More threads by David Baxter PhD

David Baxter PhD

Late Founder
Space research finds culture influences depression susceptibility
September 14, 2007


Research conducted on the International Space Station by scientists of the Russian Institute of Biomedical Problems and the University of California in San Francisco (UCSF) has found that Russian cosmonauts and American astronauts get tired differently.

For Americans, fatigue and depression are two different independent states, while for the Russians, they make up two indivisible parts of a single asthenic syndrome. The researchers believe that this phenomenon is based on fundamental cultural differences between Russians and Americans.

Vadim Gushin from the Institute of Biomedical Problems in Moscow and his American colleagues Jennifer Boyd, Nick Kanas and Stephanie Saylor from UCSF assumed that peculiarities of cosmonauts' and astronauts' mood should depend on the cultural peculiarities of representatives of different societies.

Russian physicians believe that in the medical syndrome asthenia, depression and fatigue come simultaneously. In the US physicians assumed depression and fatigue are two different, unconnected syndromes. The researchers predicted that the consequence of this difference in views of the Russian and U.S. physicians would be a real difference in stress and fatigue symptoms between the Russian cosmonauts and U.S. astronauts.

The researchers analyzed the state of Russian and American staff at the International Space Station during the course of a lengthy space assignment. The observation findings confirmed the prediction: Russian cosmonauts demonstrated symptoms of asthenia, i.e. fatigue and depression together, while for the US astronauts, fatigue and depression were not interconnected.

The discovery should foster a better understanding of the psychology of relationships in space collectives and help prepare crews psychologically for extended space missions such as an international expedition to Mars.

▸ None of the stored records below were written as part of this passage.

use std::cell::RefCell;
use std::rc::Rc;

use pretty_assertions::assert_eq;
use textflow_engine::document::{Collection, Element, FlowDocument, Owner};
use textflow_engine::layout::{EntryContent, ShapedText, TextRequest, TextShaper};
use textflow_engine::{
    FlowSnapshot, FontWeight, IndentConfig, LayoutEngine, MonospaceShaper, RichTextBuffer,
    RichTextStyle, Size, TextAlignment, Thickness,
};

#[derive(Debug, Clone, PartialEq)]
struct Recorded {
    text: String,
    runs: Vec<(usize, usize, FontWeight)>,
    alignment: TextAlignment,
    max_width: f64,
    line_height: Option<f64>,
}

/// Monospace shaping that remembers every request it saw.
#[derive(Default)]
struct RecordingShaper {
    requests: RefCell<Vec<Recorded>>,
}

impl RecordingShaper {
    fn requests(&self) -> Vec<Recorded> {
        self.requests.borrow().clone()
    }
}

impl TextShaper for RecordingShaper {
    fn shape(&self, request: &TextRequest<'_>) -> Rc<dyn ShapedText> {
        self.requests.borrow_mut().push(Recorded {
            text: request.text.to_string(),
            runs: request
                .runs
                .iter()
                .map(|run| (run.start, run.len, run.format.font_weight))
                .collect(),
            alignment: request.alignment,
            max_width: request.max_width,
            line_height: request.line_height,
        });
        MonospaceShaper.shape(request)
    }
}

fn attach(doc: &mut FlowDocument, block: textflow_engine::NodeId) {
    doc.append(Owner::Document, Collection::Blocks, block)
        .unwrap();
}

#[test]
fn test_paragraph_runs_reach_the_shaper() {
    let mut doc = FlowDocument::new();
    let paragraph = doc.create(
        Element::paragraph()
            .with_alignment(TextAlignment::Center)
            .with_line_height(30.0),
    );
    let plain = doc.create(Element::run("plain "));
    let bold = doc.create(Element::bold());
    let strong = doc.create(Element::run("strong"));
    doc.append(bold, Collection::Inlines, strong).unwrap();
    doc.append(paragraph, Collection::Inlines, plain).unwrap();
    doc.append(paragraph, Collection::Inlines, bold).unwrap();
    attach(&mut doc, paragraph);
    let mut engine = LayoutEngine::new(RecordingShaper::default());

    engine.layout(&doc, 400.0);

    assert_eq!(
        engine.shaper().requests(),
        vec![Recorded {
            text: "plain strong".to_string(),
            runs: vec![(0, 6, FontWeight::NORMAL), (6, 6, FontWeight::BOLD)],
            alignment: TextAlignment::Center,
            max_width: 352.0,
            line_height: Some(30.0),
        }]
    );
}

#[test]
fn test_section_margin_narrows_nested_text() {
    let mut doc = FlowDocument::new();
    let section = doc.create(Element::section().with_margin(Thickness::new(20.0, 0.0, 0.0, 0.0)));
    let paragraph = doc.create(Element::paragraph());
    let run = doc.create(Element::run("nested"));
    doc.append(paragraph, Collection::Inlines, run).unwrap();
    doc.append(section, Collection::Blocks, paragraph).unwrap();
    attach(&mut doc, section);
    let mut engine = LayoutEngine::new(RecordingShaper::default());

    let layout = engine.layout(&doc, 400.0);

    assert_eq!(engine.shaper().requests()[0].max_width, 332.0);
    assert_eq!(layout.entries[0].margin.left, 20.0);
}

#[test]
fn test_cached_layout_skips_shaping() {
    let mut doc = FlowDocument::new();
    let paragraph = doc.create(Element::paragraph());
    let run = doc.create(Element::run("once"));
    doc.append(paragraph, Collection::Inlines, run).unwrap();
    attach(&mut doc, paragraph);
    let mut engine = LayoutEngine::new(RecordingShaper::default());

    engine.layout(&doc, 300.0);
    engine.layout(&doc, 300.0);
    assert_eq!(engine.shaper().requests().len(), 1);

    engine.invalidate();
    engine.layout(&doc, 300.0);
    assert_eq!(engine.shaper().requests().len(), 2);
}

#[test]
fn test_snapshot_of_styled_buffer_lays_out_per_line() -> anyhow::Result<()> {
    let mut buffer = RichTextBuffer::from_text("ab", RichTextStyle::default());
    buffer.insert_text(2, "cd\nnext", RichTextStyle::default().bold())?;
    let snapshot = FlowSnapshot::build(&buffer, TextAlignment::Left, &IndentConfig::default())?;
    let mut engine = LayoutEngine::new(RecordingShaper::default());

    let layout = engine.layout(snapshot.document(), f64::INFINITY);

    let requests = engine.shaper().requests();
    assert_eq!(requests.len(), 2);
    assert_eq!(requests[0].text, "abcd");
    assert_eq!(
        requests[0].runs,
        vec![(0, 2, FontWeight::NORMAL), (2, 2, FontWeight::BOLD)]
    );
    assert_eq!(requests[1].text, "next");
    assert!(requests.iter().all(|request| request.max_width.is_infinite()));
    assert!(
        layout
            .entries
            .iter()
            .all(|entry| matches!(entry.content, EntryContent::Text(_)))
    );
    Ok(())
}

#[test]
fn test_table_snapshot_paints_grid_and_cells() -> anyhow::Result<()> {
    let mut buffer = RichTextBuffer::new();
    buffer.insert_table(0, 2, 2)?;
    let snapshot = FlowSnapshot::build(&buffer, TextAlignment::Left, &IndentConfig::default())?;
    let mut engine = LayoutEngine::new(MonospaceShaper);

    let layout = engine.layout(snapshot.document(), 600.0);
    let tables = layout
        .entries
        .iter()
        .filter(|entry| matches!(entry.content, EntryContent::Table(_)))
        .count();
    let commands = layout.paint(Size::new(600.0, 400.0));

    assert_eq!(tables, 1);
    assert!(commands.iter().any(|command| command.text() == Some("Header 1")));
    assert!(commands.iter().any(|command| command.text().is_none()));
    Ok(())
}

The study also reaffirms the importance of culture in psychological perceptions and that this must be considered when treating patients from differing backgrounds.

Source: Boyd JE, Kanas N, Gushin VI, Saylor S. Cultural differences in patterns of mood states on board the International Space Station. Acta Astronautica, 2007 Oct;61(7-8):668-71 [Abstract]
 

David Baxter PhD

Late Founder
I found this article interesting but I think the conclusion is wrong.

I don't think it's a matter of cultural or even language differences infliuencing vulnerability to depression per se. I think it's a living, breathing example of cognitive labeling or cognitive interpretation of affect in action.

Many people mislabel the adrenalin rush of preparation for action (e.g., in athletic performance) as anxiety or fear. Similarly, in my experience, clinically as well as in my personal experience, many people have difficulty distinguishing between feeling exhausted and feeling depressed. But we know that once we label something as anxiety or depression, we tend to reinforce and encourage that cognitive conclusion until we actually become the state we have defined via cognitive labeling.

Any cultural differences probably act by encouraging certain types of cognitive labeling. For example, in western socieites, from a very early age, men are discouraged from "giving into feelings", expressing feelings, even acknowledging feelings - William Pollock says that by the time many or nmost boys reach their teens they have learned to hide feelings even from themselves and don't even possess a vocabulary for indentifying feelings. Thus, they are encouraged to interpretation feelings, especially ambiguous emotional states, as physical symptoms. This is particularly true of athletes and in certain other highly competitive professions (the military, pilots, astronauts). Many European cultures are far more enlightened in this respect and encourage boys and men not only to feel but to express their feelings openly.

I know by now that I can't always tell the difference between a certain type of exhaustion and depression. Consequently, I've developed my own "remedy" or hypothesis testing strategy: When I feel that way, I go to bed early and try to get a good night's sleep. If I wake up the next morning rested and the feeling has gone away, I know it wa exhaustion and not depression.